*Your goal:* From the data underneath, reproduce exactly the stretch that begins at the line with "nothing is retried." and ends after the line with "pub mod output;".

*Record excerpts:*
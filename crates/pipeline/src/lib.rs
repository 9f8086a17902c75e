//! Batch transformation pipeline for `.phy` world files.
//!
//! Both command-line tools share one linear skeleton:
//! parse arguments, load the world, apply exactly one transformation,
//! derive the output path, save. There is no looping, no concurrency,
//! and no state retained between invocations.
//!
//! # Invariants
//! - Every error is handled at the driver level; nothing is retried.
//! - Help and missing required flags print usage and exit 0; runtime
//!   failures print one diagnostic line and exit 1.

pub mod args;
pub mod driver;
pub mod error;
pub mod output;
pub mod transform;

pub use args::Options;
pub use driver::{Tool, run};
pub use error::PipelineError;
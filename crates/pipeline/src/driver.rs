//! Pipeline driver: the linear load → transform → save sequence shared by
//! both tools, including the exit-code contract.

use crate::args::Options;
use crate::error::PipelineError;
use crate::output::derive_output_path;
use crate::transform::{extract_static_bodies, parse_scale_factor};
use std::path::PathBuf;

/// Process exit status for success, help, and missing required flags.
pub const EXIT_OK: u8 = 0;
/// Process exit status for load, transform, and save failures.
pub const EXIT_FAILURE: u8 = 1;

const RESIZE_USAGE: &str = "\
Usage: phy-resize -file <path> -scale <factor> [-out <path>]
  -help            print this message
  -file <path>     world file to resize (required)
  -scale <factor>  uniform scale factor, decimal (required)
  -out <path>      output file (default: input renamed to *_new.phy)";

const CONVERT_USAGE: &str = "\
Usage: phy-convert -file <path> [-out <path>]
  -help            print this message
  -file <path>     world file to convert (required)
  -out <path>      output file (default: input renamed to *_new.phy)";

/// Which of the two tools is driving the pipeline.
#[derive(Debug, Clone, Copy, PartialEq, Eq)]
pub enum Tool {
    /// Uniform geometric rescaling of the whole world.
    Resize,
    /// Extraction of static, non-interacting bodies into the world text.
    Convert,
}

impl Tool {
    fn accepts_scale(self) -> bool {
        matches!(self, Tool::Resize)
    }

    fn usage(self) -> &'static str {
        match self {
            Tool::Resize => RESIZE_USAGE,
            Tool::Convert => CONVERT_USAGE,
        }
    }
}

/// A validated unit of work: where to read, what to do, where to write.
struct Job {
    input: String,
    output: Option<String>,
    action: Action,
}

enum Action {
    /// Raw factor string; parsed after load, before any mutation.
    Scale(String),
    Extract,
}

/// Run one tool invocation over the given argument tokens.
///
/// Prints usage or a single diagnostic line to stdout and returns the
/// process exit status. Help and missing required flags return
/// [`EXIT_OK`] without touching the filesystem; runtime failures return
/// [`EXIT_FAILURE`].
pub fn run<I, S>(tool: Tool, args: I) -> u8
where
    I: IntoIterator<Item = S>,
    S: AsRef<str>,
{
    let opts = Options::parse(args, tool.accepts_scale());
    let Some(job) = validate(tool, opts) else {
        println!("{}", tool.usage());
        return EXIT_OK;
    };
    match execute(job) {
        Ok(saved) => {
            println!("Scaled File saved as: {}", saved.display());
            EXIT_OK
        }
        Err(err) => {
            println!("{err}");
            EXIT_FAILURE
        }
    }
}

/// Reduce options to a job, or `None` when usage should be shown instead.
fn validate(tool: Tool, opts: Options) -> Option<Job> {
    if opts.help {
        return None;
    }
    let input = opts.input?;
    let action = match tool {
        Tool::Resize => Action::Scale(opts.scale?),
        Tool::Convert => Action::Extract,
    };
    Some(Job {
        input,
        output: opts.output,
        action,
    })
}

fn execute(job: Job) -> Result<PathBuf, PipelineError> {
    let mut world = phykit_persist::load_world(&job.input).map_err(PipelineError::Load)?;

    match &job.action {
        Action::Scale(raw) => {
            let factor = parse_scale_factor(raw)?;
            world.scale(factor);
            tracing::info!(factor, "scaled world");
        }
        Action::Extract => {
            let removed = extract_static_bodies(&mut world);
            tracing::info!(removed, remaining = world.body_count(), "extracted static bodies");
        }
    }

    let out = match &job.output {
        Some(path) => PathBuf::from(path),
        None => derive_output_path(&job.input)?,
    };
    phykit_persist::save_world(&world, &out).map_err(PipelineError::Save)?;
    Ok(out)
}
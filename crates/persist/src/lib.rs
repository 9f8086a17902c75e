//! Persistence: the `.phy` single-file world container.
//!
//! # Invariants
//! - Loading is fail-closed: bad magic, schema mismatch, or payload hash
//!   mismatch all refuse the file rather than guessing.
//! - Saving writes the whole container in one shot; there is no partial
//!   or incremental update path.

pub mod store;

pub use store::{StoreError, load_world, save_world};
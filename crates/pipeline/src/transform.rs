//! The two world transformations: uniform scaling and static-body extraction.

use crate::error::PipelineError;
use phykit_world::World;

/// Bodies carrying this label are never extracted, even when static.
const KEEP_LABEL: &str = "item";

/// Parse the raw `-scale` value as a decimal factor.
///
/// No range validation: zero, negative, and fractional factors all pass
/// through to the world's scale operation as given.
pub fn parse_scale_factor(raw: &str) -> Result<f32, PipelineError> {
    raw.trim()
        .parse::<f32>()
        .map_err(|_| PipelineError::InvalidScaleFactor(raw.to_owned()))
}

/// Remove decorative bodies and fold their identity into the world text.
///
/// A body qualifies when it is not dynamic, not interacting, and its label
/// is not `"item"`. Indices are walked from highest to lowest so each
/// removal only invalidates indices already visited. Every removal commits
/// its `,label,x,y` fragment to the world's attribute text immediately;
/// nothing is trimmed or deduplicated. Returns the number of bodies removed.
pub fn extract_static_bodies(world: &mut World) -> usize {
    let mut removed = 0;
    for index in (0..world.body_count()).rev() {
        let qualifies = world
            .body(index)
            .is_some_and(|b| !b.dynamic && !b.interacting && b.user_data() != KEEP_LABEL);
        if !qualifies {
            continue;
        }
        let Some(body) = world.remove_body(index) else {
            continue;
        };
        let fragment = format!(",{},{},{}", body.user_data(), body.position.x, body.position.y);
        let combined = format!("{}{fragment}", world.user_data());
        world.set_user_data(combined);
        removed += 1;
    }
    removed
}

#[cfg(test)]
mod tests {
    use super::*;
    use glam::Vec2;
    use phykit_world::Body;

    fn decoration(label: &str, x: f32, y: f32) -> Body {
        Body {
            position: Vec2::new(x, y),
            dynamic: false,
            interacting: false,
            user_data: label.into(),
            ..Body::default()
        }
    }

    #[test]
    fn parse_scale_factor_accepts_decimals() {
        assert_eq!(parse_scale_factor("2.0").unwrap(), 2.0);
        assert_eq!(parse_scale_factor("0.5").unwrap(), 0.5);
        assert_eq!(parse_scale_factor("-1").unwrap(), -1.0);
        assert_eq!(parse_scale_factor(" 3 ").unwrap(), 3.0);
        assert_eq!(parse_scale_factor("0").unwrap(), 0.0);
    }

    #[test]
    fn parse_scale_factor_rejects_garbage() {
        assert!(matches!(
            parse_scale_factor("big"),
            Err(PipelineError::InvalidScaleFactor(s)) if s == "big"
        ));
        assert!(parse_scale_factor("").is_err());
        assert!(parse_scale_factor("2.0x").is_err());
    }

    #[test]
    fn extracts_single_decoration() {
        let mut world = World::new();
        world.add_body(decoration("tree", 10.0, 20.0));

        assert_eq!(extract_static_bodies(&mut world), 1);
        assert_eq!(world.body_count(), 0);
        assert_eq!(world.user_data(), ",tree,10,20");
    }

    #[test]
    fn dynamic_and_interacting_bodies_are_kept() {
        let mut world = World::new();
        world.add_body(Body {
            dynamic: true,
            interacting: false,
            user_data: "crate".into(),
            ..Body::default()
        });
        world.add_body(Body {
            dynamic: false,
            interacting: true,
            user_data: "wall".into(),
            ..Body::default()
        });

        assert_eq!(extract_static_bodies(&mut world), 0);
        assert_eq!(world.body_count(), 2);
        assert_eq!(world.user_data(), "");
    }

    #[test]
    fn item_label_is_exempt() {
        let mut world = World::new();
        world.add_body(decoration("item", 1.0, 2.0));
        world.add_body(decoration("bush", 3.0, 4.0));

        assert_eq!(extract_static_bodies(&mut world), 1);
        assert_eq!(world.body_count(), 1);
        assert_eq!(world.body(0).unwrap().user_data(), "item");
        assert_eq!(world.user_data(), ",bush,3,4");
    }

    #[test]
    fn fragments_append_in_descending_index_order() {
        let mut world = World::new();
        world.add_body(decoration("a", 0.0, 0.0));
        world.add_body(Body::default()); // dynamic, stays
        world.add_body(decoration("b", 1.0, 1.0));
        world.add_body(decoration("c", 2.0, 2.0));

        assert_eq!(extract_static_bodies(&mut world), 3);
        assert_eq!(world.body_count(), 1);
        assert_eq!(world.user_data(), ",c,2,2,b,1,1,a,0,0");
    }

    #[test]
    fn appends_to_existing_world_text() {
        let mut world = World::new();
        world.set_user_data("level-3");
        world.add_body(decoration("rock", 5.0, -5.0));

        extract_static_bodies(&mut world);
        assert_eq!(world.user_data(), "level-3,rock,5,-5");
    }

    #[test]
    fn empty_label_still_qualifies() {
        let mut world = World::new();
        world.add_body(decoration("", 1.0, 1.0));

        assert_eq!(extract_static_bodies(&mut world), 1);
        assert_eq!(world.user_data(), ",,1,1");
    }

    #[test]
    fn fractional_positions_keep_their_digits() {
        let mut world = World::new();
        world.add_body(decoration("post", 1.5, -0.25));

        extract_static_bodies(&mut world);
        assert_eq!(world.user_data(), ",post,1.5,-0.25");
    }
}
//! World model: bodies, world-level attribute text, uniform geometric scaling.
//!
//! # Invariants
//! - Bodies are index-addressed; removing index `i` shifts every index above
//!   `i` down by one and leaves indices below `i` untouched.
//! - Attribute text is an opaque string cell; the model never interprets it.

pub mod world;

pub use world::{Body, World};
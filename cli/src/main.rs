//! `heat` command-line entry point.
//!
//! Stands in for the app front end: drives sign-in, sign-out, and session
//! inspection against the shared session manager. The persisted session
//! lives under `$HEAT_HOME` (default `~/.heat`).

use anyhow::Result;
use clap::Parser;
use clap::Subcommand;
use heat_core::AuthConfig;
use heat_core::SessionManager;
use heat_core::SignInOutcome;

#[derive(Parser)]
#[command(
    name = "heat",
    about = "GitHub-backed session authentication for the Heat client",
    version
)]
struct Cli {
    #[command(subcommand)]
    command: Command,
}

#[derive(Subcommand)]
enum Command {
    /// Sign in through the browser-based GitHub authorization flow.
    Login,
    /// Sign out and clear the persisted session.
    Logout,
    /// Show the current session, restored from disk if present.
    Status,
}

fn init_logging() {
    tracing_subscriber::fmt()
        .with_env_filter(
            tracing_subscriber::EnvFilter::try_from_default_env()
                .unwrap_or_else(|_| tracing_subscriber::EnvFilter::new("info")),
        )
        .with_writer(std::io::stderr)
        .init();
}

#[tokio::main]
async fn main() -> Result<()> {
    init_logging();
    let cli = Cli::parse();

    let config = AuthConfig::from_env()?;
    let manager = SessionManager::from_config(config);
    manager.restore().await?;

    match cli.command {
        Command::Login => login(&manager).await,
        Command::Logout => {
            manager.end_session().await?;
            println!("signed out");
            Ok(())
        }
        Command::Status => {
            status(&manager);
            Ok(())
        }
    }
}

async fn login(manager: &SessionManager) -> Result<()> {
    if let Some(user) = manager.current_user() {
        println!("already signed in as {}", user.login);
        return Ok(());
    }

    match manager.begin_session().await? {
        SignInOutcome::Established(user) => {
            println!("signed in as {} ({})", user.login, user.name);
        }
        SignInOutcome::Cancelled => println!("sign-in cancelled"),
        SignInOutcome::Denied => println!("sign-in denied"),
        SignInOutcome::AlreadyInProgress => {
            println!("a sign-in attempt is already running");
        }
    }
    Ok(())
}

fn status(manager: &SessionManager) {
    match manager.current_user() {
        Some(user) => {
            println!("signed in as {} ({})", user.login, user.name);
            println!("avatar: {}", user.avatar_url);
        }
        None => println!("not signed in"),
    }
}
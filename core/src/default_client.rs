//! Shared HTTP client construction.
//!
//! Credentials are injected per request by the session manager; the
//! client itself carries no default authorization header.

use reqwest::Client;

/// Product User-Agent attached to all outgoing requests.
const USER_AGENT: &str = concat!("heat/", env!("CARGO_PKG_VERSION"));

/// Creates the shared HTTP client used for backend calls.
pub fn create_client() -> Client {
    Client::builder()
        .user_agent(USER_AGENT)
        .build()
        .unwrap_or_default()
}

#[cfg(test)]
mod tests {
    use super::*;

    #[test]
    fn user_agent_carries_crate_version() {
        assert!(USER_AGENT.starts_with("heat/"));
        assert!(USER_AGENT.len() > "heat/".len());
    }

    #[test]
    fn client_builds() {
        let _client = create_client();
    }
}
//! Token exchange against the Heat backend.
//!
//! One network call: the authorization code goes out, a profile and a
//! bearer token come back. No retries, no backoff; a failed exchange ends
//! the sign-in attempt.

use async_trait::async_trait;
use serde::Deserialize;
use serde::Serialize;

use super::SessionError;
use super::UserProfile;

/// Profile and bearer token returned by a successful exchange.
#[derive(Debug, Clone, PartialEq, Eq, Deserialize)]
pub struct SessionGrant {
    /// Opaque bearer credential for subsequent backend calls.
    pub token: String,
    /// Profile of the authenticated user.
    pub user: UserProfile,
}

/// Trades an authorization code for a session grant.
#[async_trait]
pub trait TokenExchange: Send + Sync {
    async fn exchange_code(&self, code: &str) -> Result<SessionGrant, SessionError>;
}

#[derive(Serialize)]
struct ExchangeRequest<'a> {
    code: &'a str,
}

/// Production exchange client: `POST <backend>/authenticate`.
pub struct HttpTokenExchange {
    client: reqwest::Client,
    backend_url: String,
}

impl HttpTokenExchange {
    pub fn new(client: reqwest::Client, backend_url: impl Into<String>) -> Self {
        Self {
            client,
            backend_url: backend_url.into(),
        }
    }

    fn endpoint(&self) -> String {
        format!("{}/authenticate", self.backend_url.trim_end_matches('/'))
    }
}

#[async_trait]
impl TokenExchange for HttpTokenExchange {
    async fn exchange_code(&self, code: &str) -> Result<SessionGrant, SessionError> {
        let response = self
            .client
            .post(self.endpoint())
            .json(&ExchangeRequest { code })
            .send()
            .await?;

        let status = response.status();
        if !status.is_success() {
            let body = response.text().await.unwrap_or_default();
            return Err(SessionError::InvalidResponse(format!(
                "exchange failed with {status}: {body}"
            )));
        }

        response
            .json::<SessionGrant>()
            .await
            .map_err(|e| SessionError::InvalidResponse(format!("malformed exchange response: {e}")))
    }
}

*Output below:*
//! - Every error is handled at the driver level; nothing is retried.
//! - Help and missing required flags print usage and exit 0; runtime
//!   failures print one diagnostic line and exit 1.

pub mod args;
pub mod driver;
pub mod error;
pub mod output;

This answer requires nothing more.